Strengths of the study include the well-characterised patients from a single centre, which may reduce the variability that can be a hallmark of multicentre cohorts and ensures standard classification and clinical evaluation. In addition, the use of well-established gene expression analysis platforms and semi-automated sample processing minimises technical variation that has been a limitation in some studies. Inclusion of a matched control group of healthy individuals was important to allow reliable interpretation of the “limited” gene expression signature.

Weaknesses of the study are the limitations of a relatively small study cohort that may not allow generalisability of our findings. However, the results are in line with those previously reported for subjects with lcSSc included in earlier gene expression studies [7]. We have validated our results in an independent cohort of patients with consistent findings across all groups. There is also a risk, given the small size of the study that there may be confounding effects on gene expression due to differences in immunosuppressive therapies, as an example. There were no statistically significant differences or strong trends between the limited-1 and limited-2 groups in terms of demographics, clinical history, treatments or serology in our study.
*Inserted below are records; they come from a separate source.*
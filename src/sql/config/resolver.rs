//! Property Resolution with Environment Variable Support
//!
//! Provides a `PropertyResolver` for resolving configuration properties with
//! a consistent precedence chain: ENV_VAR → config property → default.
//!
//! ## Usage
//!
//! ```rust
//! use mysql_compat::sql::config::resolver::PropertyResolver;
//! use std::collections::HashMap;
//!
//! let resolver = PropertyResolver::new("MYSQL_COMPAT_");
//! let props: HashMap<String, String> = HashMap::new();
//!
//! // Resolves: MYSQL_COMPAT_FORMAT_MAX_DECIMALS → props["format.max_decimals"] → default
//! let max_decimals: u32 = resolver.resolve(
//!     "FORMAT_MAX_DECIMALS",
//!     &["format.max_decimals"],
//!     &props,
//!     30,
//! );
//! assert_eq!(max_decimals, 30);
//! ```

use std::collections::HashMap;
use std::str::FromStr;

/// Environment variable prefix used by [`default_resolver`]
pub const DEFAULT_ENV_PREFIX: &str = "MYSQL_COMPAT_";

/// Type-safe property resolution with environment variable support.
///
/// Resolution chain (highest to lowest priority):
/// 1. Environment variable: `{prefix}{env_key}`
/// 2. Property from the props map (tries each key in order)
/// 3. Default value
#[derive(Debug, Clone)]
pub struct PropertyResolver {
    prefix: String,
}

impl Default for PropertyResolver {
    fn default() -> Self {
        Self::new(DEFAULT_ENV_PREFIX)
    }
}

impl PropertyResolver {
    pub fn new(prefix: impl Into<String>) -> Self {
        Self {
            prefix: prefix.into(),
        }
    }

    /// Resolve a property value with type conversion.
    ///
    /// Values that fail to parse are skipped and resolution continues down
    /// the chain.
    pub fn resolve<T: FromStr>(
        &self,
        env_key: &str,
        prop_keys: &[&str],
        props: &HashMap<String, String>,
        default: T,
    ) -> T {
        self.resolve_optional(env_key, prop_keys, props)
            .unwrap_or_else(|| {
                log::debug!(
                    "PropertyResolver: {} using default value",
                    self.env_var_name(env_key)
                );
                default
            })
    }

    /// Resolve an optional property (returns None if not found).
    pub fn resolve_optional<T: FromStr>(
        &self,
        env_key: &str,
        prop_keys: &[&str],
        props: &HashMap<String, String>,
    ) -> Option<T> {
        self.resolve_raw(env_key, prop_keys, props)
            .into_iter()
            .find_map(|(source, raw)| match raw.parse::<T>() {
                Ok(parsed) => {
                    log::debug!(
                        "PropertyResolver: {} = '{}' (from {})",
                        self.env_var_name(env_key),
                        raw,
                        source
                    );
                    Some(parsed)
                }
                Err(_) => {
                    log::warn!(
                        "PropertyResolver: {} = '{}' could not be parsed, using fallback",
                        source,
                        raw
                    );
                    None
                }
            })
    }

    /// Raw candidate strings in precedence order, tagged with their source.
    ///
    /// Used by callers whose parsing needs a proper error instead of a silent
    /// fallback.
    pub fn resolve_raw(
        &self,
        env_key: &str,
        prop_keys: &[&str],
        props: &HashMap<String, String>,
    ) -> Vec<(String, String)> {
        let full_env_key = self.env_var_name(env_key);
        let mut candidates = Vec::new();

        if let Ok(env_value) = std::env::var(&full_env_key) {
            candidates.push((full_env_key, env_value));
        }
        for prop_key in prop_keys {
            if let Some(prop_value) = props.get(*prop_key) {
                candidates.push((prop_key.to_string(), prop_value.clone()));
            }
        }
        candidates
    }

    pub fn prefix(&self) -> &str {
        &self.prefix
    }

    /// Build the full environment variable name
    pub fn env_var_name(&self, key: &str) -> String {
        format!("{}{}", self.prefix, key)
    }
}

/// Default resolver with the MYSQL_COMPAT_ prefix
pub fn default_resolver() -> PropertyResolver {
    PropertyResolver::default()
}
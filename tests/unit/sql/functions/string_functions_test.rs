/*!
# String Function Tests

CONCAT, CONCAT_WS, FIND_IN_SET, FIELD, ELT, the TRIM family and INSERT.
*/

use crate::unit::common::*;
use mysql_compat::{CompatConfig, FieldValue, SqlError};

#[test]
fn test_concat() {
    assert_eq!(eval("CONCAT", &[text("x"), text("y"), text("z")]), text("xyz"));
    assert_eq!(eval("CONCAT", &[text("x"), FieldValue::Null]), FieldValue::Null);
    assert_eq!(
        eval("CONCAT", &[text("n="), int(42), text(" f="), FieldValue::Boolean(true)]),
        text("n=42 f=1")
    );
    assert_eq!(
        eval("CONCAT", &[ts("2024-03-05 14:30:00")]),
        text("2024-03-05 14:30:00")
    );
}

#[test]
fn test_concat_requires_an_argument() {
    assert!(matches!(
        try_eval("CONCAT", &[]),
        Err(SqlError::ArityMismatch { .. })
    ));
}

#[test]
fn test_concat_ws() {
    assert_eq!(
        eval("CONCAT_WS", &[text(","), text("x"), FieldValue::Null, text("y")]),
        text("x,y")
    );
    assert_eq!(
        eval("CONCAT_WS", &[text("-"), FieldValue::Null, text("a")]),
        text("a")
    );
    assert_eq!(
        eval("CONCAT_WS", &[text(","), FieldValue::Null, FieldValue::Null]),
        FieldValue::Null
    );
    assert_eq!(
        eval("CONCAT_WS", &[FieldValue::Null, text("a"), text("b")]),
        FieldValue::Null
    );
    assert_eq!(eval("CONCAT_WS", &[text(""), int(1), int(2)]), text("12"));
    // a separator with nothing to join
    assert_eq!(eval("CONCAT_WS", &[text(",")]), FieldValue::Null);
}

#[test]
fn test_find_in_set() {
    assert_eq!(eval("FIND_IN_SET", &[text("b"), text("a, b ,c")]), int(2));
    assert_eq!(eval("FIND_IN_SET", &[text("a"), text("a,b,c")]), int(1));
    assert_eq!(eval("FIND_IN_SET", &[text("d"), text("a,b,c")]), int(0));
    assert_eq!(eval("FIND_IN_SET", &[text("b"), text("")]), int(0));
    // empty tokens are not counted
    assert_eq!(eval("FIND_IN_SET", &[text("c"), text("a,,c")]), int(2));
    assert_eq!(
        eval("FIND_IN_SET", &[FieldValue::Null, text("a")]),
        FieldValue::Null
    );
}

#[test]
fn test_field() {
    assert_eq!(eval("FIELD", &[text("b"), text("a"), text("b"), text("c")]), int(2));
    assert_eq!(eval("FIELD", &[text("z"), text("a"), text("b")]), int(0));
    assert_eq!(
        eval("FIELD", &[text("b"), FieldValue::Null, text("b")]),
        int(2)
    );
    assert_eq!(eval("FIELD", &[FieldValue::Null, FieldValue::Null]), int(0));
    assert_eq!(eval("FIELD", &[int(3), dec("1.0"), dec("3.00")]), int(2));
}

#[test]
fn test_field_numbers_beyond_f64_precision() {
    let needle = int(9_007_199_254_740_993);
    assert_eq!(eval("FIELD", &[needle.clone(), dec("9007199254740992")]), int(0));
    assert_eq!(
        eval("FIELD", &[needle.clone(), FieldValue::Float(9_007_199_254_740_992.0)]),
        int(0)
    );
    assert_eq!(
        eval("FIELD", &[needle, dec("9007199254740992"), dec("9007199254740993")]),
        int(2)
    );
    assert_eq!(eval("FIELD", &[int(2), FieldValue::Float(2.0)]), int(1));
}

#[test]
fn test_elt() {
    assert_eq!(eval("ELT", &[int(2), text("a"), text("b"), text("c")]), text("b"));
    assert_eq!(eval("ELT", &[int(0), text("a"), text("b")]), FieldValue::Null);
    assert_eq!(eval("ELT", &[int(5), text("a"), text("b")]), FieldValue::Null);
    assert_eq!(eval("ELT", &[int(-1), text("a")]), FieldValue::Null);
    assert_eq!(eval("ELT", &[FieldValue::Null, text("a")]), FieldValue::Null);
    assert_eq!(
        eval("ELT", &[int(1), FieldValue::Null, text("b")]),
        FieldValue::Null
    );
}

#[test]
fn test_elt_rounds_fractional_selector() {
    assert_eq!(eval("ELT", &[dec("1.5"), text("a"), text("b")]), text("b"));
    assert_eq!(eval("ELT", &[dec("1.4"), text("a"), text("b")]), text("a"));
    assert_eq!(eval("ELT", &[FieldValue::Float(2.2), text("a"), text("b")]), text("b"));
    assert_eq!(eval("ELT", &[FieldValue::Float(0.4), text("a")]), FieldValue::Null);
    assert_eq!(eval("ELT", &[FieldValue::Float(f64::NAN), text("a")]), FieldValue::Null);
    assert!(try_eval("ELT", &[text("1"), text("a")]).is_err());
}

#[test]
fn test_trim_family() {
    assert_eq!(eval("TRIM", &[text("  hi  ")]), text("hi"));
    assert_eq!(eval("LTRIM", &[text(" \t hi ")]), text("hi "));
    assert_eq!(eval("RTRIM", &[text(" hi \r\n")]), text(" hi"));
    assert_eq!(eval("TRIM", &[text("xxhixx"), text("x")]), text("hi"));
    assert_eq!(eval("TRIM", &[FieldValue::Null]), FieldValue::Null);
    assert_eq!(eval("TRIM", &[text("   ")]), text(""));
}

#[test]
fn test_trim_is_idempotent() {
    for input in ["  a b  ", "\t\tx", "y\n\n", "", "plain"] {
        for name in ["TRIM", "LTRIM", "RTRIM"] {
            let once = eval(name, &[text(input)]);
            let twice = eval(name, &[once.clone()]);
            assert_eq!(once, twice, "{}({:?})", name, input);
        }
    }
}

#[test]
fn test_trim_default_chars_from_config() {
    let config = CompatConfig {
        default_trim_chars: "*".to_string(),
        ..CompatConfig::default()
    };
    assert_eq!(eval_with(config, "TRIM", &[text("** hi **")]), text(" hi "));
}

#[test]
fn test_insert() {
    assert_eq!(
        eval("INSERT", &[text("Hello World"), int(1), int(5), text("Goodbye")]),
        text("Goodbye World")
    );
    assert_eq!(
        eval("INSERT", &[text("Quadratic"), int(3), int(4), text("What")]),
        text("QuWhattic")
    );
}

#[test]
fn test_insert_bounds() {
    // pos beyond the string leaves it unchanged
    assert_eq!(
        eval("INSERT", &[text("Quadratic"), int(100), int(4), text("What")]),
        text("Quadratic")
    );
    assert_eq!(
        eval("INSERT", &[text("Quadratic"), int(-1), int(4), text("What")]),
        text("Quadratic")
    );
    // len past the end replaces the remainder
    assert_eq!(
        eval("INSERT", &[text("Quadratic"), int(3), int(100), text("What")]),
        text("QuWhat")
    );
    assert_eq!(
        eval("INSERT", &[text("abc"), int(2), int(-5), text("Z")]),
        text("aZ")
    );
    assert_eq!(
        eval("INSERT", &[text("abc"), FieldValue::Null, int(1), text("Z")]),
        FieldValue::Null
    );
}
// MySQL-dialect scalar functions for engines that speak another SQL dialect

pub mod config;
pub mod error;
pub mod execution;

// Re-export main API
pub use config::{CompatConfig, OctetPolicy};
pub use error::{SqlError, SqlResult};
pub use execution::{BuiltinFunctions, FieldValue, FunctionContext, invoke_function};

// Version and feature info
pub const VERSION: &str = env!("CARGO_PKG_VERSION");
pub const FEATURES: &[&str] = &[
    "null_functions",     // ISNULL, IFNULL, IF
    "string_functions",   // CONCAT, CONCAT_WS, FIND_IN_SET, FIELD, ELT, TRIM, LTRIM, RTRIM, INSERT
    "format_functions",   // FORMAT
    "date_functions",     // DATE_FORMAT, FROM_UNIXTIME, UNIX_TIMESTAMP
    "time_functions",     // TIMESTAMPDIFF and TIMESTAMPDIFF_<UNIT>
    "network_functions",  // INET_ATON
    "implicit_bool_casts",
];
We have not included patients with clinically involved forearm skin in this study. There are no adequately powered studies that confirm concordance between clinically involved and uninvolved skin but previous data do suggest this; these confirmatory studies are required to extend and validate our findings further as part of a larger future study of gene expression in lcSSc. Involved distal skin is not biopsied in our patients due to concerns about wound healing. Finally, both further post-transcriptomic functional studies, and modern techniques that allow structural analysis of mRNA expression most notably to examine the dermal microcirculation and perivascular space would localise gene expression changes and verify that differential gene expression, particularly from the CVS development cluster, are reflected by differential protein expression.

Conclusions

We showed that gene expression profiling of biopsies from uninvolved skin in lcSSc differentiates two potential subgroups that overlap with other clinical and serological features. This may reflect important differences in pathogenesis within these patient groups. In addition, we identified differential expression of a subset of genes that relate to CVS development. Since the lcSSc subset is characterised by vasculopathy in the skin and internal organs, this may shed light on underlying mechanisms of vascular disease in SSc. The clinical implications of our findings will need to be analysed in future larger studies.